EXERCISE DETAILS: Tell how many lines below include the word "columns". Only the number should appear.

SUPPLIED DATA:
---
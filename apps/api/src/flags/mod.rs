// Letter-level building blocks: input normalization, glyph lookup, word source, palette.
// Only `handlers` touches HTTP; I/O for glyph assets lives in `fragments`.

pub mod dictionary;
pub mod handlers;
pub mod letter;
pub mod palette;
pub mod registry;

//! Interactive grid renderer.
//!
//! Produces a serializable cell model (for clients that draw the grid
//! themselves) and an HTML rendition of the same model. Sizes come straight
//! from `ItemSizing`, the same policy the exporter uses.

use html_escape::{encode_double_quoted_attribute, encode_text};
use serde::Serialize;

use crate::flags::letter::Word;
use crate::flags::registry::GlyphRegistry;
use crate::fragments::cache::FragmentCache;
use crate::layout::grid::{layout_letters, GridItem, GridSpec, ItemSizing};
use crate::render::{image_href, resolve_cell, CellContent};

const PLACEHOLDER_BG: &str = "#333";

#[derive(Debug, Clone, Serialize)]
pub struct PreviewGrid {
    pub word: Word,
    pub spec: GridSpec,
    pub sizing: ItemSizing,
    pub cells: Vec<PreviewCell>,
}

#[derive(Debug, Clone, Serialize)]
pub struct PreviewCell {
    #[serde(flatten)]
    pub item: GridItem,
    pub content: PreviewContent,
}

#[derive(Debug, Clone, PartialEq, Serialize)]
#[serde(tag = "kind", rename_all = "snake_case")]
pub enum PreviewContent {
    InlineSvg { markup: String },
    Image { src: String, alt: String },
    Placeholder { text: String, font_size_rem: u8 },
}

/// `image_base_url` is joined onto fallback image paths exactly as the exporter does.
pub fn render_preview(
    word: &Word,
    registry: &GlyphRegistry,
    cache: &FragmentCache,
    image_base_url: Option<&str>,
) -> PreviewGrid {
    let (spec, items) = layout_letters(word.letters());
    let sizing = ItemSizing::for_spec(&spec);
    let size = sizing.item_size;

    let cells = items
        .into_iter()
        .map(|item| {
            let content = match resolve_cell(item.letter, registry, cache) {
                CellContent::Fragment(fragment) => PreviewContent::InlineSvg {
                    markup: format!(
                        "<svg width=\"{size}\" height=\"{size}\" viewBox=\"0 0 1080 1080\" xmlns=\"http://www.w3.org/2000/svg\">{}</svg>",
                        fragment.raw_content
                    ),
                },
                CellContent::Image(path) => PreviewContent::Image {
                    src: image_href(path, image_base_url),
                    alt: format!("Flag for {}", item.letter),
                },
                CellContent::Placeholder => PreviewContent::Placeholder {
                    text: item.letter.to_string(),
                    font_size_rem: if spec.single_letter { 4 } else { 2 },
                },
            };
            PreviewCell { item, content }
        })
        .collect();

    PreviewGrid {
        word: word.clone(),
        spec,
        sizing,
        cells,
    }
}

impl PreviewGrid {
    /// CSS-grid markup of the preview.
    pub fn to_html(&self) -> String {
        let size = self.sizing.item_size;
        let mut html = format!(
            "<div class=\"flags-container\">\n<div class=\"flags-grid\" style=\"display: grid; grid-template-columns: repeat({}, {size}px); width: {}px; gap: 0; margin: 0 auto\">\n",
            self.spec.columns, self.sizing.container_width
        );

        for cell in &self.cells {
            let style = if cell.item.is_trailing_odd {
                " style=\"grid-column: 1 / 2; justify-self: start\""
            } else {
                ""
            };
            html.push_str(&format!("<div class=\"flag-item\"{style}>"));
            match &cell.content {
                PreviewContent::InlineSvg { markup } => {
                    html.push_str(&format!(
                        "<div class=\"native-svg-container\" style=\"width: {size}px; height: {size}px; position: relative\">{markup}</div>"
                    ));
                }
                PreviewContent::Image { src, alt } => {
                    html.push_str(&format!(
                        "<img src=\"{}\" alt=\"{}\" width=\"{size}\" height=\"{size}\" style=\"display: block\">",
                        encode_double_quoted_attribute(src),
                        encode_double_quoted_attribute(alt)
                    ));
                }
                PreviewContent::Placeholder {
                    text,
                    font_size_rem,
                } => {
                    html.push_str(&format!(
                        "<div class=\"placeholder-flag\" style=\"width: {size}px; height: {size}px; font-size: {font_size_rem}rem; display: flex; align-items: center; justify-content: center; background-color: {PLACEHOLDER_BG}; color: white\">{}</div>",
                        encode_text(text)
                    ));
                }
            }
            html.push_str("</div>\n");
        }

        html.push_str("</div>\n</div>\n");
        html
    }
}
---
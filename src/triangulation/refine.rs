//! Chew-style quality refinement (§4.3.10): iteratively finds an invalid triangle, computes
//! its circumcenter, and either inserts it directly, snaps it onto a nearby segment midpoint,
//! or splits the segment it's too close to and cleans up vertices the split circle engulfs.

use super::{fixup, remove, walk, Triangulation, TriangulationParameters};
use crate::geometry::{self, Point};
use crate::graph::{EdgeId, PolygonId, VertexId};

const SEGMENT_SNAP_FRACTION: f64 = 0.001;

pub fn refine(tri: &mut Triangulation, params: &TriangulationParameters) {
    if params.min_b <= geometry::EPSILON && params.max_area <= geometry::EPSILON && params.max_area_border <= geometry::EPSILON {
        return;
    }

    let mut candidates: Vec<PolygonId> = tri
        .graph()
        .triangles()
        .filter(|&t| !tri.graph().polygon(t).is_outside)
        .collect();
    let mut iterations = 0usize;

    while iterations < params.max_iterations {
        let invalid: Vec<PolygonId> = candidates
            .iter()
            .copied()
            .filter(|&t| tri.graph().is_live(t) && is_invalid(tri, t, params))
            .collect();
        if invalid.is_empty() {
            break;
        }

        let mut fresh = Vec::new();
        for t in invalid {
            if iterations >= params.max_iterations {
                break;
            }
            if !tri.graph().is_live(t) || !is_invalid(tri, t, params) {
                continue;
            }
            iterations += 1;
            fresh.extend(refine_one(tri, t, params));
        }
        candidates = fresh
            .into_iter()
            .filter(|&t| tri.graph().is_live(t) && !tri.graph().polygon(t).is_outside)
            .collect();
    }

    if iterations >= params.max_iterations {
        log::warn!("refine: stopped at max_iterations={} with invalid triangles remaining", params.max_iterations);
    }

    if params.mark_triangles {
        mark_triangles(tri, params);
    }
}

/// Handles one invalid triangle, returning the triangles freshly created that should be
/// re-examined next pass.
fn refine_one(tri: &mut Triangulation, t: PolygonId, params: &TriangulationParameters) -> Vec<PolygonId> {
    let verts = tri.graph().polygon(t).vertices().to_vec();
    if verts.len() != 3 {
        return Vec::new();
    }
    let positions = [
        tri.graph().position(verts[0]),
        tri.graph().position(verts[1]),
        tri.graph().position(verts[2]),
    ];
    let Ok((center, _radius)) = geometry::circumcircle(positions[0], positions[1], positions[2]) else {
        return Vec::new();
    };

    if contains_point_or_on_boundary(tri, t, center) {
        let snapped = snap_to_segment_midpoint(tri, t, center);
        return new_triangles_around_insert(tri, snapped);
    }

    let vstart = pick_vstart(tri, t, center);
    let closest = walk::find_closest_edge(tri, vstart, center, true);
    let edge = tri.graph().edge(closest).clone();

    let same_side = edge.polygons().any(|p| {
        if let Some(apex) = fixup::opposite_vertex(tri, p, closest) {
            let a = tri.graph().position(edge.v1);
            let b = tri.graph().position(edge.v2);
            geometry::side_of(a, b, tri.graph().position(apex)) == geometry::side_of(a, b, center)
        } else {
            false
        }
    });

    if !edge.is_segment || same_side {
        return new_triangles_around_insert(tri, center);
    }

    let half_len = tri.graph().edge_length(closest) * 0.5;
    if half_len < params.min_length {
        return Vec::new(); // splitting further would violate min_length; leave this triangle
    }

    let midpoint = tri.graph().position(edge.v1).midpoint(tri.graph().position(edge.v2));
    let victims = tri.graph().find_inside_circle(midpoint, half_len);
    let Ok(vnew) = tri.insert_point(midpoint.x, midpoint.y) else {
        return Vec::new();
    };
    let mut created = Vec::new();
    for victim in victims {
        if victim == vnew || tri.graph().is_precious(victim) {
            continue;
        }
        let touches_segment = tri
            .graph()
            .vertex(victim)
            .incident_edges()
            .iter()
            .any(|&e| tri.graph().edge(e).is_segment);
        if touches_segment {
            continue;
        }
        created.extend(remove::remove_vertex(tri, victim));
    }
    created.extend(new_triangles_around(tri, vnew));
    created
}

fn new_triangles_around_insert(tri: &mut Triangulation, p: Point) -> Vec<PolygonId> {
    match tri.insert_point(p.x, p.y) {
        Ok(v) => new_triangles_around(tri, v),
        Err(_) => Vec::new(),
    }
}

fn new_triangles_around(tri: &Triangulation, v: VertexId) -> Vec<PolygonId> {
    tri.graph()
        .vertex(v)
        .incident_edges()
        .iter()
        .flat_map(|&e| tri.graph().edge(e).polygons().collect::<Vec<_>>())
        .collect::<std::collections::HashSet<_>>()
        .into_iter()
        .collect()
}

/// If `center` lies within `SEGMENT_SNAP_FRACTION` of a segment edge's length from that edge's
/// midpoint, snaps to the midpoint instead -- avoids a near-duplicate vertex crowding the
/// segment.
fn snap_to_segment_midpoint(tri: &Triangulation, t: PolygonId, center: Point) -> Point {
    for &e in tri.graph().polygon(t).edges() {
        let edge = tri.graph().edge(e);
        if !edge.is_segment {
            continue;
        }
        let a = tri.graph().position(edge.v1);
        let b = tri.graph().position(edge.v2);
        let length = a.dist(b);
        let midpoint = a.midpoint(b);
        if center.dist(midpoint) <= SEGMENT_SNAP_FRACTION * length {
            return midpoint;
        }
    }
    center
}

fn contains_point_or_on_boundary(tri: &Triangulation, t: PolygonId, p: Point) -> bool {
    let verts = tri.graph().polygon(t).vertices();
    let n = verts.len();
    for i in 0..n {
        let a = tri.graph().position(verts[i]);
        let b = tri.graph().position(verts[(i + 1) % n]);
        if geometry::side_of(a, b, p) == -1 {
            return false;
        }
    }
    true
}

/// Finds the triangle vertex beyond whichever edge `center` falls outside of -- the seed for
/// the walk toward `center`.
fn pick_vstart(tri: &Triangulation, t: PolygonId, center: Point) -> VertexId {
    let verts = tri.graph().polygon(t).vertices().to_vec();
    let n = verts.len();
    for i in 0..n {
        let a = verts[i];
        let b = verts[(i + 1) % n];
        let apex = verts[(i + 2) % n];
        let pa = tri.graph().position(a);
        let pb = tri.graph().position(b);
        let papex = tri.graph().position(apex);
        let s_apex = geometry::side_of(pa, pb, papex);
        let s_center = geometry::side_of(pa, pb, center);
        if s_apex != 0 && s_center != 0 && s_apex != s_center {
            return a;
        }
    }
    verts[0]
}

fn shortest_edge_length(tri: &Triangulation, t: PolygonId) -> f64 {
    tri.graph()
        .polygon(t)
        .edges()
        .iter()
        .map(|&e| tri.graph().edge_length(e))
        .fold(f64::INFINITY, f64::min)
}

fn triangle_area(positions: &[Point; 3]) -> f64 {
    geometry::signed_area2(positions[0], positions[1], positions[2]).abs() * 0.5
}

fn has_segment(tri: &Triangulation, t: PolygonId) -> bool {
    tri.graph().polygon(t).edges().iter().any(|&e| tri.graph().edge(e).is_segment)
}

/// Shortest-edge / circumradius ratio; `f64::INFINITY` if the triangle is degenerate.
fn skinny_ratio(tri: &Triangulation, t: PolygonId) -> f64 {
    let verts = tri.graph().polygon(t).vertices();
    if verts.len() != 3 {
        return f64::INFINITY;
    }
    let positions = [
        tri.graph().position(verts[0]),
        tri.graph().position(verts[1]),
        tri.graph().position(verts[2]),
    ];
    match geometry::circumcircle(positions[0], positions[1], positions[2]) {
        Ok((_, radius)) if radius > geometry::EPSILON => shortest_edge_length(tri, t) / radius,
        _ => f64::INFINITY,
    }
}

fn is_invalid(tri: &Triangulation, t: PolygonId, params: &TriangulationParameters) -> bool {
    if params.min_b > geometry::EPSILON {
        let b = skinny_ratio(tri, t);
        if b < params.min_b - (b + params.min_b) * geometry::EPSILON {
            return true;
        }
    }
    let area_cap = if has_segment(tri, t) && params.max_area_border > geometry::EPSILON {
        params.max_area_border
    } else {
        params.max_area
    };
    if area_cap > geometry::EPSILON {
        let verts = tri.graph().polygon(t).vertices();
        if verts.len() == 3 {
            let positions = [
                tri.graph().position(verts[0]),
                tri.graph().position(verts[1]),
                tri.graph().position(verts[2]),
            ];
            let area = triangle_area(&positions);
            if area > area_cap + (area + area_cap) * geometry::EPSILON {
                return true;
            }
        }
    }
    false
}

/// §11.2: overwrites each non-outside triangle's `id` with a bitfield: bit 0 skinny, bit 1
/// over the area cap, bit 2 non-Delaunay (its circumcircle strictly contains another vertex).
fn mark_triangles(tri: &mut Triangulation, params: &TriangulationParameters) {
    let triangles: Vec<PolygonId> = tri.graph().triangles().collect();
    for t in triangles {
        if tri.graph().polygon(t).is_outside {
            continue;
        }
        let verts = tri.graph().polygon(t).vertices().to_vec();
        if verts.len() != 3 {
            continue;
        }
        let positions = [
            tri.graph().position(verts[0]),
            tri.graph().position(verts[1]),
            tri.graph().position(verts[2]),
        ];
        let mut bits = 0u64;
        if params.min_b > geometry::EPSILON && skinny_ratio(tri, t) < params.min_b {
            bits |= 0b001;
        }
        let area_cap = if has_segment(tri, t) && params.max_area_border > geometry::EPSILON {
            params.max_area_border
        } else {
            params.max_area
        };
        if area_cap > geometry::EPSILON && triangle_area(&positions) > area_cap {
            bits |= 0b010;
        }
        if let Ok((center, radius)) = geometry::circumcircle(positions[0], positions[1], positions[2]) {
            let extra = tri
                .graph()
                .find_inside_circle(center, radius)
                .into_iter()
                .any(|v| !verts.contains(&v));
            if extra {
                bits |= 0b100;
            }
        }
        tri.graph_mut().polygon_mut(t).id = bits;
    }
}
---
TASK SOLUTION: 2